Writing functional code in C++ II – Function composition

Luca Bolognese - Mar 2012

Function composition is at the core of functional programming. You start by being very conﬁdent that certain very small functions are correct, you compose them in well known ways and you end up being very conﬁdent that your ﬁnal program is correct.

You are very conﬁdent that the initial functions are correct because they are very small and side effect free. You are very conﬁdent that your program is correct because the means of composition are well known and generate functions that are themselves side effect free.

Such ‘almost primitive’ functions operate on data structures. Each functional language has its own set of data structures and ‘almost primitive’ functions. Probably the most famous ones are contained in the haskell prelude, but F# has similar ones. LINQ in C# is just such a set.

In this article I use the term functional composition in a broad sense as ‘putting functions together’, not in the more technical sense of f(g(x)): dot operator in Haskell or ‘>>’ operator in F#.

Code for this post is here. Thanks to Steve Bower and Andy Sawyer for review and comments.

Here is an example. The F# code below ﬁlters in the odd numbers from an array and doubles them. You have two logical operations, ﬁltering and doubling.

let v = [|1;2;3;4;5;6;7;8;9;0|]
let transformed =
    v
    |> Seq.filter(fun i -> i % 2 = 0)
    |> Seq.map ((*) 2)

How would the code look in C++? There are many ways.

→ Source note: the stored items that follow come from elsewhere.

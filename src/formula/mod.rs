//! Model formulas
//!
//! This module parses formulas such as
//! `R(country, date) ~ 1 + x + rw(week, gr = region) + (1 | region)` into a
//! response and an ordered list of additive terms. Each term keeps its
//! expression tree, its canonical label, and a [`TermKind`] tag so that
//! random walk terms can be told apart from covariates, interactions and
//! random effects by inspection.

mod expr;
mod parser;
mod term;

pub use expr::{is_syntactic_name, render_name, Arg, BinaryOp, Expr};
pub use parser::{parse_expression, parse_formula};
pub use term::{
    ColumnRef, RandomWalkBuilder, RandomWalkDescriptor, DEFAULT_PRIOR_SCALE, RANDOM_WALK_FN,
};

pub(crate) use term::is_valid_prior_scale;

use std::fmt;
use std::str::FromStr;

use crate::error::TermError;

/// What kind of model component a term is
#[derive(Debug, Clone, PartialEq)]
pub enum TermKind {
    /// A whole-term call to `rw(...)`
    RandomWalk(RandomWalkDescriptor),
    /// A grouped term such as `(1 | region)`
    RandomEffect,
    /// An interaction such as `x:y`
    Interaction,
    /// Any other term
    Covariate,
}

/// One additive term of a formula
#[derive(Debug, Clone, PartialEq)]
pub struct Term {
    label: String,
    expr: Expr,
    kind: TermKind,
}

impl Term {
    fn classify(expr: Expr) -> Result<Self, TermError> {
        let label = expr.to_string();
        let kind = if expr.contains_bar() {
            TermKind::RandomEffect
        } else {
            match &expr {
                Expr::Binary {
                    op: BinaryOp::Interact,
                    ..
                } => TermKind::Interaction,
                // A label with ':' or '|' would be mistaken for an interaction
                // or a grouped term downstream
                call if call.is_call_to(RANDOM_WALK_FN)
                    && !label.contains(|c: char| c == ':' || c == '|') =>
                {
                    TermKind::RandomWalk(RandomWalkDescriptor::from_call(call)?)
                }
                _ => TermKind::Covariate,
            }
        };
        Ok(Self { label, expr, kind })
    }

    pub fn label(&self) -> &str {
        &self.label
    }

    pub fn expr(&self) -> &Expr {
        &self.expr
    }

    pub fn kind(&self) -> &TermKind {
        &self.kind
    }

    pub fn is_random_walk(&self) -> bool {
        matches!(self.kind, TermKind::RandomWalk(_))
    }

    /// Term text as it appears inside a formula
    fn formula_text(&self) -> String {
        if self.expr.is_bar() {
            format!("({})", self.label)
        } else {
            self.label.clone()
        }
    }
}

/// A parsed model formula
#[derive(Debug, Clone, PartialEq)]
pub struct Formula {
    response: Expr,
    terms: Vec<Term>,
    intercept: bool,
}

impl Formula {
    /// Parse formula text
    pub fn parse(text: &str) -> Result<Self, TermError> {
        let (response, rhs) = parse_formula(text)?;

        let mut flattened = Vec::new();
        flatten(&rhs, true, &mut flattened);

        let mut intercept = true;
        let mut terms: Vec<Term> = Vec::new();
        for (expr, include) in flattened {
            if let Expr::Number(text) = &expr {
                match text.parse::<f64>() {
                    Ok(v) if v == 1.0 => intercept = include,
                    Ok(v) if v == 0.0 => intercept = !include,
                    _ => {
                        return Err(TermError::InvalidFormula(format!(
                            "invalid model term '{}'",
                            text
                        )))
                    }
                }
                continue;
            }

            let label = expr.to_string();
            if include {
                if !terms.iter().any(|t| t.label == label) {
                    terms.push(Term::classify(expr)?);
                }
            } else {
                terms.retain(|t| t.label != label);
            }
        }

        Ok(Self {
            response,
            terms,
            intercept,
        })
    }

    pub fn response(&self) -> &Expr {
        &self.response
    }

    pub fn terms(&self) -> &[Term] {
        &self.terms
    }

    /// Canonical labels of all terms, in formula order
    pub fn term_labels(&self) -> Vec<&str> {
        self.terms.iter().map(|t| t.label()).collect()
    }

    pub fn has_intercept(&self) -> bool {
        self.intercept
    }

    /// The same formula with every random walk term removed
    pub fn without_random_walks(&self) -> Formula {
        Formula {
            response: self.response.clone(),
            terms: self
                .terms
                .iter()
                .filter(|t| !t.is_random_walk())
                .cloned()
                .collect(),
            intercept: self.intercept,
        }
    }
}

impl FromStr for Formula {
    type Err = TermError;

    fn from_str(s: &str) -> Result<Self, Self::Err> {
        Formula::parse(s)
    }
}

impl fmt::Display for Formula {
    fn fmt(&self, f: &mut fmt::Formatter<'_>) -> fmt::Result {
        write!(f, "{} ~ ", self.response)?;
        if self.terms.is_empty() {
            return write!(f, "{}", if self.intercept { "1" } else { "0" });
        }
        if !self.intercept {
            write!(f, "0 + ")?;
        }
        let rhs: Vec<String> = self.terms.iter().map(|t| t.formula_text()).collect();
        write!(f, "{}", rhs.join(" + "))
    }
}

/// Flatten a right-hand side into `(term, include)` pairs.
///
/// `include` is false for terms that are subtracted. Products expand to
/// their main effects followed by their interactions.
fn flatten(expr: &Expr, include: bool, out: &mut Vec<(Expr, bool)>) {
    match expr {
        Expr::Binary {
            op: BinaryOp::Add,
            lhs,
            rhs,
        } => {
            flatten(lhs, include, out);
            flatten(rhs, include, out);
        }
        Expr::Binary {
            op: BinaryOp::Sub,
            lhs,
            rhs,
        } => {
            flatten(lhs, include, out);
            flatten(rhs, !include, out);
        }
        Expr::Binary {
            op: BinaryOp::Mul,
            lhs,
            rhs,
        } => {
            let left = main_effects(lhs);
            let right = main_effects(rhs);
            let mut expanded = left.clone();
            expanded.extend(right.iter().cloned());
            for l in &left {
                for r in &right {
                    expanded.push(Expr::binary(BinaryOp::Interact, l.clone(), r.clone()));
                }
            }
            out.extend(expanded.into_iter().map(|e| (e, include)));
        }
        Expr::Negate(inner) => flatten(inner, !include, out),
        Expr::Paren(inner) if inner.is_bar() => out.push((inner.unparenthesized().clone(), include)),
        Expr::Paren(inner) => flatten(inner, include, out),
        other => out.push((other.clone(), include)),
    }
}

fn main_effects(expr: &Expr) -> Vec<Expr> {
    let mut terms = Vec::new();
    flatten(expr, true, &mut terms);
    terms
        .into_iter()
        .filter(|(e, include)| *include && !matches!(e, Expr::Number(_)))
        .map(|(e, _)| e)
        .collect()
}

#[cfg(test)]
mod tests {
    use super::*;
    use pretty_assertions::assert_eq;

    #[test]
    fn test_term_labels_in_order() {
        let formula =
            Formula::parse("R(country, date) ~ 1 + x + rw(week, gr = region) + (1 | region)")
                .unwrap();
        assert_eq!(
            formula.term_labels(),
            vec!["x", "rw(week, gr = region)", "1 | region"]
        );
        assert!(formula.has_intercept());
        assert_eq!(formula.response().to_string(), "R(country, date)");
    }

    #[test]
    fn test_term_kinds() {
        let formula = Formula::parse("y ~ rw() + x:z + (rw() | g) + log(x)").unwrap();
        let kinds: Vec<&TermKind> = formula.terms().iter().map(|t| t.kind()).collect();
        assert!(matches!(kinds[0], TermKind::RandomWalk(_)));
        assert_eq!(kinds[1], &TermKind::Interaction);
        assert_eq!(kinds[2], &TermKind::RandomEffect);
        assert_eq!(kinds[3], &TermKind::Covariate);
    }

    #[test]
    fn test_product_expansion() {
        let formula = Formula::parse("y ~ a * rw(gr = g)").unwrap();
        assert_eq!(
            formula.term_labels(),
            vec!["a", "rw(gr = g)", "a:rw(gr = g)"]
        );
    }

    #[test]
    fn test_removal_and_intercept() {
        let formula = Formula::parse("y ~ a + b - a - 1").unwrap();
        assert_eq!(formula.term_labels(), vec!["b"]);
        assert!(!formula.has_intercept());

        let formula = Formula::parse("y ~ 0 + a").unwrap();
        assert!(!formula.has_intercept());
        assert_eq!(formula.to_string(), "y ~ 0 + a");
    }

    #[test]
    fn test_parenthesised_sum_is_flattened() {
        let formula = Formula::parse("y ~ (a + b) + (1 + a | g)").unwrap();
        assert_eq!(formula.term_labels(), vec!["a", "b", "1 + a | g"]);
    }

    #[test]
    fn test_duplicate_terms_kept_once() {
        let formula = Formula::parse("y ~ rw() + x + rw()").unwrap();
        assert_eq!(formula.term_labels(), vec!["rw()", "x"]);
    }

    #[test]
    fn test_invalid_numeric_term() {
        let err = Formula::parse("y ~ 2 + x").unwrap_err();
        assert!(matches!(err, TermError::InvalidFormula(_)));
    }

    #[test]
    fn test_invalid_random_walk_arguments() {
        let err = Formula::parse("y ~ rw(foo = bar)").unwrap_err();
        assert!(matches!(err, TermError::InvalidTerm { .. }));
    }

    #[test]
    fn test_without_random_walks() {
        let formula = Formula::parse("R(c, date) ~ x + rw(gr = c) + (1 | c)").unwrap();
        assert_eq!(
            formula.without_random_walks().to_string(),
            "R(c, date) ~ x + (1 | c)"
        );

        let only_walks = Formula::parse("R(c, date) ~ rw()").unwrap();
        assert_eq!(only_walks.without_random_walks().to_string(), "R(c, date) ~ 1");

        let no_intercept = Formula::parse("R(c, date) ~ rw() - 1").unwrap();
        assert_eq!(no_intercept.without_random_walks().to_string(), "R(c, date) ~ 0");
    }

    #[test]
    fn test_r_syntax_terms_are_covariates() {
        let formula = Formula::parse(
            r#"R(country, date) ~ 1 + I(x^2) + a %in% b + a/b + (a + b)^2 + factor(x, levels = c("a")) + rw(gr = région)"#,
        )
        .unwrap();
        assert_eq!(
            formula.term_labels(),
            vec![
                "I(x^2)",
                "a %in% b",
                "a/b",
                "(a + b)^2",
                r#"factor(x, levels = c("a"))"#,
                "rw(gr = région)",
            ]
        );
        let kinds: Vec<&TermKind> = formula.terms().iter().map(|t| t.kind()).collect();
        assert!(kinds[..5].iter().all(|k| **k == TermKind::Covariate));
        assert!(matches!(kinds[5], TermKind::RandomWalk(_)));
    }

    #[test]
    fn test_random_walk_with_interaction_argument_is_covariate() {
        let formula = Formula::parse("y ~ rw(time = a:b) + rw(gr = \"a|b\")").unwrap();
        assert!(formula.terms().iter().all(|t| *t.kind() == TermKind::Covariate));
        assert_eq!(
            formula.without_random_walks().to_string(),
            "y ~ rw(time = a:b) + rw(gr = \"a|b\")"
        );
    }

    #[test]
    fn test_display_round_trips() {
        let text = "R(c, date) ~ x + rw(week, c) + (1 | c)";
        let formula: Formula = text.parse().unwrap();
        assert_eq!(formula.to_string(), text);
        assert_eq!(Formula::parse(&formula.to_string()).unwrap(), formula);
    }
}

One is the ‘big fat for loop’, or in C++ 11, for each:

    const int tmp[] = {1,2,3,4,5,6,7,8,9,0};
    const vector<int> v(&tmp[0], &tmp[10]);
    vector<int> filtered;
    for(auto i: v)
    {
        if(i % 2 == 0)
            filtered.push_back(i * 2);
    }

This looks simple enough, apart from the initialization syntax that gets better with C++ 11. But it’s simplicity is misleading. We have now lost the information that our computation is composed by a ﬁlter and a map. It’s all intermingled. Obviously, the info is still there in some sense, but you need to read each line in your head and ﬁgure out the structure on your own. It is not readily apparent to the reader.

Obviously, things get much worse in a large program composed of several loops where each one does not trivial stuff. As for me, every time I indulge into the ‘big fat for loop pattern’, I end up regretting it either immediately or after some time when I have to make changes to the code. So I try to avoid it.

Wait a minute, you might say, what about STL algorithms? Aren’t you supposed to use those?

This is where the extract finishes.